Gaston Gauvin, Aurélie Bilodeau, Léonida Bilodeau et Yvette Gauvin
(Le Soleil du 26 octobre 1934)

Fusillade à l'hôtel des postes (meurtre d'Octave Fiset)

Après avoir éliminé tous les membres de sa famille, Bilodeau se présente à l'hôtel de postes de Québec vers 15h15, où il demande à rencontrer quatre de ses supérieurs: Jean-Baptiste Morin, maître général des postes pour la ville de Québec, Octave Fiset, surintendant du service des facteurs pour la ville de Québec, Moïse Jolicoeur, commis senior pour la division de Limoilou et Louis-Napoléon Santerre, chef de la livraison postale. Santerre n'est pas disponible, mais Fiset et Jolicoeur rejoignent Bilodeau dans le bureau de Morin.

Octave Fiset, Jean-Baptiste Morin et Moïse Jolicoeur
(La Presse du 26 octobre 1934, et Le Soleil, 26 janvier 1935)

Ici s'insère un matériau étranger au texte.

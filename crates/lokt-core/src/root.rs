//! Root-directory discovery — §6.2.
//!
//! Precedence: `LOKT_ROOT` env var, then `git rev-parse --git-common-dir`
//! joined with `/lokt`, then `<cwd>/.lokt`. Grounded on the teacher's
//! env-var-first idiom (`home.rs`) and its git-subprocess pattern
//! (`atm-agent-mcp/src/context.rs`), adapted to a synchronous
//! `std::process::Command` since lokt commands are short-lived and
//! entirely synchronous outside the guard supervisor.

use std::path::{Path, PathBuf};
use std::process::Command;

use crate::error::{LoktError, Result};

/// Resolve the lock-store root directory, in strict precedence order.
pub fn discover_root(cwd: &Path) -> PathBuf {
    if let Ok(v) = std::env::var("LOKT_ROOT") {
        if !v.is_empty() {
            return PathBuf::from(v);
        }
    }

    if let Some(git_common_dir) = git_common_dir(cwd) {
        let joined = if git_common_dir.is_absolute() {
            git_common_dir
        } else {
            cwd.join(git_common_dir)
        };
        return joined.join("lokt");
    }

    cwd.join(".lokt")
}

fn git_common_dir(cwd: &Path) -> Option<PathBuf> {
    let output = Command::new("git")
        .args(["rev-parse", "--git-common-dir"])
        .current_dir(cwd)
        .output()
        .ok()?;

    if !output.status.success() {
        return None;
    }

    let s = String::from_utf8(output.stdout).ok()?;
    let trimmed = s.trim();
    if trimmed.is_empty() {
        None
    } else {
        Some(PathBuf::from(trimmed))
    }
}

/// Ensure `root/locks` and `root/freezes` exist with mode 0700, creating
/// them on demand. Mutating commands call this before touching either
/// subdirectory; read-only introspection does not.
pub fn ensure_root_layout(root: &Path) -> Result<()> {
    for sub in ["locks", "freezes"] {
        let dir = root.join(sub);
        create_dir_0700(&dir)?;
    }
    Ok(())
}

#[cfg(unix)]
fn create_dir_0700(dir: &Path) -> Result<()> {
    use std::os::unix::fs::DirBuilderExt;
    if dir.exists() {
        return Ok(());
    }
    std::fs::DirBuilder::new()
        .recursive(true)
        .mode(0o700)
        .create(dir)
        .map_err(|e| LoktError::io(dir, e))
}

#[cfg(not(unix))]
fn create_dir_0700(dir: &Path) -> Result<()> {
    if dir.exists() {
        return Ok(());
    }
    std::fs::create_dir_all(dir).map_err(|e| LoktError::io(dir, e))
}

pub fn locks_dir(root: &Path) -> PathBuf {
    root.join("locks")
}

pub fn freezes_dir(root: &Path) -> PathBuf {
    root.join("freezes")
}

pub fn audit_log_path(root: &Path) -> PathBuf {
    root.join("audit.log")
}

pub fn lock_path(root: &Path, name: &str) -> PathBuf {
    locks_dir(root).join(format!("{name}.json"))
}

pub fn freeze_path(root: &Path, name: &str) -> PathBuf {
    freezes_dir(root).join(format!("{name}.json"))
}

Bilodeau sort encore une fois son revolver et fait feu sur les trois hommes.  Morin est atteint de trois balles (une à la mâchoire, les autres à l'abdomen), mais il parvient malgré tout à sortir du bureau. Des employés sont accourus après avoir entendu les coups de feu; Morin leur ordonne de bloquer la porte pour empêcher la fuite de Bilodeau.

Dans le bureau,  Octave Fiset agonise; une balle lui a traversé le cerveau, une autre a transpercé un poumon. Moïse Jolicoeur a été atteint d'une seule balle qui ne met pas sa vie en danger, et il a la présence d'esprit de rester immobile. Bilodeau le croit probablement mort.

Le constable Patrick Horrigan, qui était posté à l'hôtel de ville, arrive rapidement sur les lieux. Il entre seul dans le bureau et voit Bilodeau qui tient un téléphone dans ses main; son arme est devant lui, sur un bureau. Horrigan se précipite sur Bilodeau, qui offre peu de résistance, et procède à son arrestation.

Le constable Patrick Horrigan
(Le Soleil du 27 octobre 1934)

Les trois blessés sont transportés d'urgence à l'Hôtel Dieu, mais Octave Fiset, 60 ans, est déjà mort à son arrivée à l'hôpital.

Découverte des cadavres dans la forêt

Pendant que Rosaire Bilodeau est détenu à l'hôtel de Ville, son beau-frère Séraphin Gauvin demande à le voir. Il a appris que sa fille Yvette Gauvin, ainsi que ses deux belles-soeurs Aurélie et Léonida Bilodeau sont parties en compagnie de Bilodeau au début de l'après-midi, et il ignore où elles se trouvent (à ce moment, il ignore que ses deux fils sont également disparus).

Rosaire Bilodeau avoue immédiatement aux policiers qu'il a tué ses deux soeurs ainsi que sa nièce mais, puisqu'on ne lui pose pas la question, il ne mentionne pas le meurtre de ses neveux. Bilodeau accompagne les policiers jusqu'au lieu du crime, et on découvre les trois cadavres défigurés, chacune des trois femmes ayant reçu un projectile à la tête.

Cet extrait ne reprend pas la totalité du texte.